More than ۹۰% of cancer-related deaths are attributed to drug resistance, which remains a major obstacle to effective cancer treatment. Extracellular vesicles (EVs) have emerged as key mediators in the horizontal transfer of drug resistance in cancer. These vesicles contribute to reduced treatment efficacy through mechanisms such as drug sequestration, transport of metabolites, nucleic acids, and resistance-associated proteins. Drug resistance can be either intrinsic or acquired, driven by complex mechanisms including altered drug binding, modification of signaling pathways, activation of DNA repair mechanisms, and enhancement of cancer stem cell properties.
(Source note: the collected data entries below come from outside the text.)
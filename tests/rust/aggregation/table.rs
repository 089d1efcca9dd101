//! Copyright © 2025-2026 Wenze Wei. All Rights Reserved.
//!
//! This file is part of Mx.
//! The Mx project belongs to the Dunimd Team.
//!
//! Licensed under the Apache License, Version 2.0 (the "License");
//! You may not use this file except in compliance with the License.
//! You may obtain a copy of the License at
//!
//!     http://www.apache.org/licenses/LICENSE-2.0
//!
//! Unless required by applicable law or agreed to in writing, software
//! distributed under the License is distributed on an "AS IS" BASIS,
//! WITHOUT WARRANTIES OR CONDITIONS OF ANY KIND, either express or implied.
//! See the License for the specific language governing permissions and
//! limitations under the License.

//! # Mx Aggregation Tests - Table
//!
//! Column layout, parent expansion, property binding and empty-row
//! filtering of the table view.

use std::path::Path;

use mxt::{MxAggregation, MxAggregationParams, MxAggregationResponse, MxCube, MxError, MxMeasure};
use serde_json::{json, Value};

fn fixture_path(name: &str) -> std::path::PathBuf {
    Path::new(env!("CARGO_MANIFEST_DIR")).join("tests/fixtures").join(name)
}

fn cube() -> MxCube {
    let body = std::fs::read_to_string(fixture_path("cube_export.json")).expect("read cube");
    MxCube::from_json_str(&body).expect("parse cube")
}

fn response(name: &str) -> MxAggregationResponse {
    let body = std::fs::read_to_string(fixture_path(name)).expect("read response");
    MxAggregationResponse::from_json_str(&body).expect("parse response")
}

fn parents_aggregation() -> MxAggregation {
    let params = MxAggregationParams::from_file(&fixture_path("params_with_parents.yaml"))
        .expect("load params");
    MxAggregation::new(
        response("aggregation_response_with_ancestors.json"),
        cube(),
        params,
    )
}

#[test]
fn test_parent_levels_expand_into_columns() {
    let aggregation = parents_aggregation();
    let table = aggregation.to_table(false).unwrap();

    assert_eq!(
        table.columns(),
        &[
            "ID Section",
            "Section",
            "ID Chapter",
            "Chapter",
            "ID HS4",
            "HS4",
            "ID Year",
            "Year",
            "Chapter ES",
            "Name ES",
            "FOB US",
        ]
    );
    assert_eq!(table.index_columns(), 10);
    assert_eq!(table.measure_names(), &["FOB US"]);
    assert_eq!(table.len(), 4);
}

#[test]
fn test_parent_row_contents() {
    let aggregation = parents_aggregation();
    let table = aggregation.to_table(false).unwrap();

    let expected: Vec<Value> = vec![
        json!("I"),
        json!("Animal products"),
        json!("01"),
        json!("Live animals"),
        json!("0101"),
        json!("Horses"),
        json!(2010),
        json!("2010"),
        json!("Animales vivos"),
        json!("Caballos"),
        json!(1.5),
    ];
    assert_eq!(table.rows()[0], expected);

    let fish = &table.rows()[2];
    assert_eq!(fish[2], json!("03"));
    assert_eq!(fish[8], json!("Pescado"));
    assert_eq!(fish[9], json!("Pescado fresco"));
    assert_eq!(fish[10], Value::Null);
}

#[test]
fn test_filter_drops_rows_without_measures() {
    let aggregation = parents_aggregation();

    let unfiltered = aggregation.to_table(false).unwrap();
    let filtered = aggregation.to_table(true).unwrap();

    assert_eq!(unfiltered.len(), 4);
    assert_eq!(filtered.len(), 3);
    assert!(filtered
        .rows()
        .iter()
        .all(|row| row[filtered.index_columns()..].iter().any(|v| !v.is_null())));
    assert_eq!(
        filtered.column("FOB US").unwrap(),
        vec![&json!(1.5), &json!(2.5), &json!(3.5)]
    );
}

#[test]
fn test_table_without_parents_uses_response_captions() {
    let aggregation = MxAggregation::new(
        response("aggregation_response.json"),
        cube(),
        MxAggregationParams::new().with_properties(["HS.HS2.Chapter ES"]),
    );

    let table = aggregation.to_table(false).unwrap();
    assert_eq!(
        table.columns(),
        &["ID HS2", "HS2", "ID Year", "Year", "Chapter ES", "FOB US", "Geo Rank"]
    );
    assert_eq!(table.index_names().len(), 5);
    assert_eq!(table.len(), 6);
    assert_eq!(
        table.rows()[2],
        vec![
            json!("02"),
            json!("Meat"),
            json!(2010),
            json!("2010"),
            json!("Carne"),
            Value::Null,
            json!(5),
        ]
    );

    let filtered = aggregation.to_table(true).unwrap();
    assert_eq!(filtered.len(), 5);
}

#[test]
fn test_records_keep_column_order() {
    let aggregation = parents_aggregation();
    let records = aggregation.to_table(true).unwrap().to_records();

    assert_eq!(records.len(), 3);
    let keys: Vec<&str> = records[0].keys().map(String::as_str).collect();
    assert_eq!(keys.first(), Some(&"ID Section"));
    assert_eq!(keys.last(), Some(&"FOB US"));
    assert_eq!(records[0]["Name ES"], json!("Caballos"));
}

#[test]
fn test_missing_ancestor_is_reported() {
    let mut response = response("aggregation_response_with_ancestors.json");
    if let Some(ancestors) = response.axes[1].members[1].ancestors.as_mut() {
        ancestors.truncate(1);
    }

    let params = MxAggregationParams::from_file(&fixture_path("params_with_parents.yaml")).unwrap();
    let aggregation = MxAggregation::new(response, cube(), params);

    match aggregation.to_table(false) {
        Err(MxError::MissingAncestorLevel {
            dimension,
            level,
            member,
        }) => {
            assert_eq!(dimension, "HS");
            assert_eq!(level, "HS0");
            assert_eq!(member, "0302");
        }
        other => panic!("expected missing ancestor, got {other:?}"),
    }
}

#[test]
fn test_missing_ancestor_on_empty_row_fails_both_filters() {
    let mut response = response("aggregation_response_with_ancestors.json");
    if let Some(ancestors) = response.axes[1].members[1].ancestors.as_mut() {
        ancestors.truncate(1);
    }
    // member 0302 has no measure values in either year
    response.values = json!([[[1.5], [null]], [[2.5], [null]]]);

    let params = MxAggregationParams::from_file(&fixture_path("params_with_parents.yaml")).unwrap();
    let aggregation = MxAggregation::new(response, cube(), params);

    for filter in [false, true] {
        match aggregation.to_table(filter) {
            Err(MxError::MissingAncestorLevel { member, .. }) => assert_eq!(member, "0302"),
            other => panic!("filter={filter}: expected missing ancestor, got {other:?}"),
        }
    }
}

#[test]
fn test_unbound_property_on_empty_row_fails_when_filtering() {
    let mut response = response("aggregation_response_with_ancestors.json");
    response.values = json!([[[null], [null]], [[null], [null]]]);

    let params = MxAggregationParams::from_file(&fixture_path("params_with_parents.yaml"))
        .unwrap()
        .with_properties(["Export Geography.Region.Region ES"]);
    let aggregation = MxAggregation::new(response, cube(), params);

    assert!(matches!(
        aggregation.to_table(true),
        Err(MxError::UnboundProperty { .. })
    ));
}

#[test]
fn test_measure_count_mismatch_is_a_shape_error() {
    let mut params =
        MxAggregationParams::from_file(&fixture_path("params_with_parents.yaml")).unwrap();
    params.measures.push(MxMeasure::new("Geo Rank Across Time", "Geo Rank"));

    let aggregation = MxAggregation::new(
        response("aggregation_response_with_ancestors.json"),
        cube(),
        params,
    );

    assert!(matches!(
        aggregation.to_table(true),
        Err(MxError::InconsistentAggregationShape { .. })
    ));
}

#[test]
fn test_views_are_memoized() {
    let aggregation = parents_aggregation();

    let first = aggregation.to_table(true).unwrap() as *const _;
    let second = aggregation.to_table(true).unwrap() as *const _;
    assert_eq!(first, second);

    let tidy = aggregation.tidy().unwrap();
    assert_eq!(tidy.data.len(), 4);
}
//! Copyright © 2025-2026 Wenze Wei. All Rights Reserved.
//!
//! This file is part of Mx.
//! The Mx project belongs to the Dunimd Team.
//!
//! Licensed under the Apache License, Version 2.0 (the "License");
//! You may not use this file except in compliance with the License.
//! You may obtain a copy of the License at
//!
//!     http://www.apache.org/licenses/LICENSE-2.0
//!
//! Unless required by applicable law or agreed to in writing, software
//! distributed under the License is distributed on an "AS IS" BASIS,
//! WITHOUT WARRANTIES OR CONDITIONS OF ANY KIND, either express or implied.
//! See the License for the specific language governing permissions and
//! limitations under the License.

//! # Identifier Parser
//!
//! A single forward scan over the input characters driven by two small
//! enums: the scanner [`ParseState`] and the [`SyntaxMode`] that decides
//! whether a finished segment is a name or a key part.
//!
//! End of input is treated as a sentinel character so that every state
//! handles "no more text" in the same `match` as `,`, `)` and `}`.

use crate::errors::{MxError, Result};
use crate::identifier::segment::{MxIdentifier, MxQuoting, MxSegment};

#[derive(Clone, Copy, Debug, PartialEq, Eq)]
enum ParseState {
    Start,
    BeforeSegment,
    InBracketSegment,
    InBareSegment,
    AfterSegment,
}

#[derive(Clone, Copy, Debug, PartialEq, Eq)]
enum SyntaxMode {
    Name,
    FirstKey,
    NextKey,
}

/// Accumulates segments, deferring key parts until the compound key is
/// complete.
#[derive(Debug, Default)]
struct SegmentBuilder {
    segments: Vec<MxSegment>,
    pending_keys: Vec<String>,
}

impl SegmentBuilder {
    fn push(&mut self, name: String, quoting: MxQuoting, mode: SyntaxMode) {
        if mode != SyntaxMode::NextKey {
            self.flush();
        }
        match mode {
            SyntaxMode::Name => self.segments.push(MxSegment::new(name, quoting)),
            SyntaxMode::FirstKey | SyntaxMode::NextKey => self.pending_keys.push(name),
        }
    }

    fn flush(&mut self) {
        if !self.pending_keys.is_empty() {
            let parts = std::mem::take(&mut self.pending_keys);
            self.segments.push(MxSegment::key(parts));
        }
    }

    fn finish(mut self) -> Vec<MxSegment> {
        self.flush();
        self.segments
    }
}

/// Hand-written scanner for `[Dim].[Level].&[key]` style names.
#[derive(Debug)]
pub struct MxIdentifierParser<'a> {
    input: &'a str,
    chars: Vec<char>,
    pos: usize,
    start: usize,
    state: ParseState,
    mode: SyntaxMode,
    builder: SegmentBuilder,
}

impl<'a> MxIdentifierParser<'a> {
    pub fn new(input: &'a str) -> Self {
        Self {
            input,
            chars: input.chars().collect(),
            pos: 0,
            start: 0,
            state: ParseState::Start,
            mode: SyntaxMode::Name,
            builder: SegmentBuilder::default(),
        }
    }

    /// Runs the scanner to completion.
    pub fn parse(mut self) -> Result<MxIdentifier> {
        self.scan()?;

        match self.state {
            ParseState::BeforeSegment => {
                let after = if self.mode == SyntaxMode::Name { '.' } else { '&' };
                return Err(self.error(format!("identifier expected after '{}'", after)));
            }
            ParseState::InBracketSegment => {
                return Err(self.error("unterminated bracket segment"));
            }
            ParseState::Start | ParseState::InBareSegment | ParseState::AfterSegment => {}
        }

        let identifier = MxIdentifier::from_segments(self.builder.finish());
        log::trace!(
            "identifier.parse: parsed identifier - input={}, segments={}",
            self.input,
            identifier.len()
        );
        Ok(identifier)
    }

    /// `None` is the end-of-input sentinel.
    fn current(&self) -> Option<char> {
        self.chars.get(self.pos).copied()
    }

    fn peek_next(&self) -> Option<char> {
        self.chars.get(self.pos + 1).copied()
    }

    fn scan(&mut self) -> Result<()> {
        loop {
            let c = self.current();
            match self.state {
                ParseState::Start | ParseState::BeforeSegment => match c {
                    Some('[') => {
                        self.start = self.pos;
                        self.pos += 1;
                        self.state = ParseState::InBracketSegment;
                    }
                    Some(' ') => self.pos += 1,
                    None | Some(',') | Some('}') => return Ok(()),
                    Some('.') => return Err(self.error("unexpected '.'")),
                    Some('&') => {
                        if self.mode != SyntaxMode::Name {
                            return Err(self.error("unexpected '&'"));
                        }
                        self.mode = SyntaxMode::FirstKey;
                        self.pos += 1;
                    }
                    Some(_) => {
                        self.start = self.pos;
                        self.state = ParseState::InBareSegment;
                    }
                },
                ParseState::InBareSegment => match c {
                    None | Some(',') | Some(')') | Some('}') => {
                        self.emit_bare();
                        self.state = ParseState::AfterSegment;
                        return Ok(());
                    }
                    Some('.') => {
                        self.emit_bare();
                        self.mode = SyntaxMode::Name;
                        self.state = ParseState::BeforeSegment;
                        self.pos += 1;
                    }
                    Some('&') => {
                        self.emit_bare();
                        self.mode = SyntaxMode::NextKey;
                        self.state = ParseState::BeforeSegment;
                        self.pos += 1;
                    }
                    Some(_) => self.pos += 1,
                },
                ParseState::InBracketSegment => match c {
                    None => return Err(self.error("unterminated bracket segment")),
                    Some(']') if self.peek_next() == Some(']') => self.pos += 2,
                    Some(']') => {
                        self.emit_bracketed();
                        self.pos += 1;
                        self.state = ParseState::AfterSegment;
                    }
                    Some(_) => self.pos += 1,
                },
                ParseState::AfterSegment => match c {
                    Some(' ') => self.pos += 1,
                    Some('.') => {
                        self.mode = SyntaxMode::Name;
                        self.state = ParseState::BeforeSegment;
                        self.pos += 1;
                    }
                    Some('&') => {
                        self.mode = match self.mode {
                            SyntaxMode::Name => SyntaxMode::FirstKey,
                            SyntaxMode::FirstKey | SyntaxMode::NextKey => SyntaxMode::NextKey,
                        };
                        self.state = ParseState::BeforeSegment;
                        self.pos += 1;
                    }
                    None | Some(',') | Some(')') | Some('}') => return Ok(()),
                    Some(other) => {
                        return Err(self.error(format!(
                            "expected '.' or '&' after segment, found '{}'",
                            other
                        )));
                    }
                },
            }
        }
    }

    fn emit_bare(&mut self) {
        let text: String = self.chars[self.start..self.pos].iter().collect();
        self.builder
            .push(text.trim().to_string(), MxQuoting::Unquoted, self.mode);
    }

    fn emit_bracketed(&mut self) {
        // chars[start] is '[' and chars[pos] is the closing ']'
        let inner: String = self.chars[self.start + 1..self.pos].iter().collect();
        self.builder
            .push(inner.replace("]]", "]"), MxQuoting::Quoted, self.mode);
    }

    fn error(&self, message: impl Into<String>) -> MxError {
        MxError::syntax(self.pos, message, self.input)
    }
}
Additionally, EVs regulate the tumor microenvironment (TME) by facilitating interactions between cancerous and non-cancerous cells, further promoting therapy resistance. Since EVs can be detected in the biofluids of cancer patients, they are being explored as potential biomarkers for monitoring treatment response and predicting prognosis. Furthermore, engineered EVs have shown promise as nanocarriers for targeted drug delivery, offering a novel approach to overcoming drug resistance. This review explores the biological functions of EVs and the mechanisms through which they drive cancer drug resistance. Additionally, it highlights potential strategies for leveraging EVs in overcoming therapeutic resistance, providing insights into their implications for future cancer treatment.